WHAT YOU NEED TO DO: Go through the records below and copy out every line that contains the word "bool".

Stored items
_ _ _ _ _ _ _

//! Per-tag handler tables.
//!
//! Every tag maps to one static [`Handlers`] record. A record answers the
//! operations it fills in and delegates the rest to its `base`, so a family
//! of kinds shares behavior the way a class hierarchy would:
//!
//! ```text
//! integer, decimal ─┐
//!                   ├─> algebraic ─> command ─> object
//! DUP, +, STO ... ──┘          (commands sit on `command` directly)
//! ```
//!
//! `object` answers nothing, so an operation no record in the chain handles
//! is reported as not implemented.
//!
//! Size is the one operation the arena depends on: it must be answered for
//! every tag, from the bytes alone, without side effects.

use crate::data::{Ptr, Runtime, Tag};
use crate::eval::Error;
use crate::objects;
use crate::reader::{Parsed, Parser};
use crate::render::Renderer;

/// The operations a handler record can answer.
#[derive(Debug, Clone, Copy, PartialEq, Eq, Hash)]
pub enum Op {
    Evaluate,
    Execute,
    Size,
    Parse,
    Render,
    Help,
    Marker,
    /// Run a command's stack effect. Only the command family has these.
    Command,
}

impl Op {
    pub fn name(self) -> &'static str {
        match self {
            Op::Evaluate => "evaluate",
            Op::Execute => "execute",
            Op::Size => "size",
            Op::Parse => "parse",
            Op::Render => "render",
            Op::Help => "help",
            Op::Marker => "marker",
            Op::Command => "command",
        }
    }
}

pub type SizeFn = fn(&[u8]) -> usize;
pub type EvalFn = for<'rt> fn(&Ptr<'rt>) -> Result<(), Error>;
pub type ParseFn = for<'p, 'rt, 's> fn(Tag, &'p mut Parser<'rt, 's>) -> Parsed<'rt>;
pub type RenderFn = fn(&Ptr, &mut Renderer) -> Result<(), Error>;
pub type CommandFn = fn(&Runtime) -> Result<(), Error>;

/// Handlers for one kind of object, or for a family of kinds.
pub struct Handlers {
    pub name: &'static str,
    /// Where unanswered operations go.
    pub base: Option<&'static Handlers>,
    pub size: Option<SizeFn>,
    pub evaluate: Option<EvalFn>,
    pub execute: Option<EvalFn>,
    pub parse: Option<ParseFn>,
    pub render: Option<RenderFn>,
    /// Help topic.
    pub help: Option<&'static str>,
    /// Character marking the kind in compact displays.
    pub marker: Option<char>,
    pub command: Option<CommandFn>,
}

impl Handlers {
    /// A record that answers nothing; fill in what a kind needs.
    pub const NONE: Handlers = Handlers {
        name: "",
        base: None,
        size: None,
        evaluate: None,
        execute: None,
        parse: None,
        render: None,
        help: None,
        marker: None,
        command: None,
    };

    fn answers(&self, op: Op) -> bool {
        match op {
            Op::Evaluate => self.evaluate.is_some(),
            Op::Execute => self.execute.is_some(),
            Op::Size => self.size.is_some(),
            Op::Parse => self.parse.is_some(),
            Op::Render => self.render.is_some(),
            Op::Help => self.help.is_some(),
            Op::Marker => self.marker.is_some(),
            Op::Command => self.command.is_some(),
        }
    }

    /// Follow the delegation chain to the first record that has `get`.
    pub fn resolve<T>(&'static self, get: impl Fn(&'static Handlers) -> Option<T>) -> Option<T> {
        let mut at = Some(self);
        while let Some(h) = at {
            if let Some(v) = get(h) {
                return Some(v);
            }
            at = h.base;
        }
        None
    }
}

/// The root of every chain. Answers nothing.
pub static OBJECT: Handlers = Handlers {
    name: "object",
    help: Some("Objects"),
    ..Handlers::NONE
};

/// Named things: parsed and rendered by name, sized by tag alone,
/// evaluated by running their stack effect.
pub static COMMAND: Handlers = Handlers {
    name: "command",
    base: Some(&OBJECT),
    size: Some(crate::data::objects::tag_only_size),
    evaluate: Some(objects::command::evaluate),
    parse: Some(objects::command::parse),
    render: Some(objects::command::render),
    help: Some("Commands"),
    ..Handlers::NONE
};

/// Values that evaluate to themselves.
pub static ALGEBRAIC: Handlers = Handlers {
    name: "algebraic",
    base: Some(&COMMAND),
    evaluate: Some(objects::push_self),
    help: Some("Algebraics"),
    ..Handlers::NONE
};

/// The handler record for a tag.
pub fn handlers(tag: Tag) -> &'static Handlers {
    match tag {
        Tag::Integer | Tag::NegInteger => &objects::number::INTEGER,
        Tag::Decimal => &objects::number::DECIMAL,
        Tag::Text => &objects::text::TEXT,
        Tag::Symbol => &objects::text::SYMBOL,
        Tag::Quote => &objects::composite::QUOTE,
        Tag::List => &objects::composite::LIST,
        Tag::Program => &objects::composite::PROGRAM,
        Tag::IfThen | Tag::IfThenElse => &objects::control::CONDITIONAL,
        Tag::DoUntil => &objects::control::DO_UNTIL,
        Tag::WhileRepeat => &objects::control::WHILE_REPEAT,
        Tag::StartNext | Tag::StartStep => &objects::control::START,
        command => objects::command::handlers(command),
    }
}

/// Whether anything in the tag's chain answers `op`.
pub fn handles(tag: Tag, op: Op) -> bool {
    owner(tag, op).is_some()
}

/// Name of the record in the tag's chain that answers `op`.
pub fn owner(tag: Tag, op: Op) -> Option<&'static str> {
    handlers(tag).resolve(|h| h.answers(op).then_some(h.name))
}

/// Size of the object at the start of `bytes`.
///
/// Every kind answers this; an unanswered Size means the tag table is wrong,
/// and the arena cannot be walked past the object.
pub fn size(bytes: &[u8]) -> usize {
    let tag = crate::data::objects::tag_of(bytes);
    match handlers(tag).resolve(|h| h.size) {
        Some(size) => size(bytes),
        None => unreachable!("{tag} has no size handler"),
    }
}

fn not_implemented(op: Op, tag: Tag) -> Error {
    Error::NotImplemented {
        op: op.name(),
        tag: tag.name(),
    }
}

/// Evaluate an object: what happens when it is met inside a program.
pub fn evaluate(object: &Ptr) -> Result<(), Error> {
    let _nesting = object.runtime().nest()?;
    let tag = object.tag();
    match handlers(tag).resolve(|h| h.evaluate) {
        Some(f) => f(object),
        None => Err(not_implemented(Op::Evaluate, tag)),
    }
}

/// Execute an object: what EVAL does to it.
/// Kinds without an Execute handler are evaluated.
pub fn execute(object: &Ptr) -> Result<(), Error> {
    let tag = object.tag();
    match handlers(tag).resolve(|h| h.execute) {
        Some(f) => {
            let _nesting = object.runtime().nest()?;
            f(object)
        }
        None => evaluate(object),
    }
}

/// Offer the parser's input to one kind.
pub fn parse<'rt>(tag: Tag, parser: &mut Parser<'rt, '_>) -> Parsed<'rt> {
    match handlers(tag).resolve(|h| h.parse) {
        Some(f) => f(tag, parser),
        None => Parsed::Skip,
    }
}

pub fn render(object: &Ptr, renderer: &mut Renderer) -> Result<(), Error> {
    let tag = object.tag();
    match handlers(tag).resolve(|h| h.render) {
        Some(f) => f(object, renderer),
        None => Err(not_implemented(Op::Render, tag)),
    }
}

pub fn help(tag: Tag) -> &'static str {
    handlers(tag).resolve(|h| h.help).unwrap_or("Objects")
}

pub fn marker(tag: Tag) -> Option<char> {
    handlers(tag).resolve(|h| h.marker)
}

/// The stack effect of a command.
pub fn command(tag: Tag) -> Result<CommandFn, Error> {
    handlers(tag)
        .resolve(|h| h.command)
        .ok_or_else(|| not_implemented(Op::Command, tag))
}

#[cfg(test)]
mod tests {
    use super::*;

    #[test]
    fn every_tag_has_a_size() {
        for &tag in Tag::ALL {
            assert!(handles(tag, Op::Size), "{tag:?} cannot be sized");
        }
    }

    #[test]
    fn numbers_delegate_to_algebraic() {
        assert_eq!(owner(Tag::Integer, Op::Evaluate), Some("algebraic"));
        assert_eq!(owner(Tag::Integer, Op::Size), Some("integer"));
        assert_eq!(owner(Tag::Decimal, Op::Help), Some("decimal"));
        assert_eq!(owner(Tag::Integer, Op::Execute), None);
    }

    #[test]
    fn commands_share_a_family() {
        for &tag in Tag::ALL.iter().filter(|t| t.is_command()) {
            assert_eq!(owner(tag, Op::Size), Some("command"));
            assert_eq!(owner(tag, Op::Parse), Some("command"));
            assert!(handles(tag, Op::Command), "{tag:?} has no stack effect");
        }
    }

    #[test]
    fn text_has_no_stack_effect() {
        match command(Tag::Text) {
            Err(Error::NotImplemented { op: "command", tag: "text" }) => (),
            v => panic!("unexpected result: {:?}", v.map(|_| ())),
        };
    }

    #[test]
    fn names_are_unique() {
        let mut names: Vec<_> = Tag::ALL
            .iter()
            .filter(|t| !matches!(t, Tag::NegInteger | Tag::IfThenElse | Tag::StartStep))
            .map(|t| t.name().to_ascii_uppercase())
            .collect();
        names.sort();
        let count = names.len();
        names.dedup();
        assert_eq!(names.len(), count, "{names:?}");
    }
}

_ _ _ _ _ _ _

WRITTEN SOLUTION:
    fn answers(&self, op: Op) -> bool {
pub fn handles(tag: Tag, op: Op) -> bool {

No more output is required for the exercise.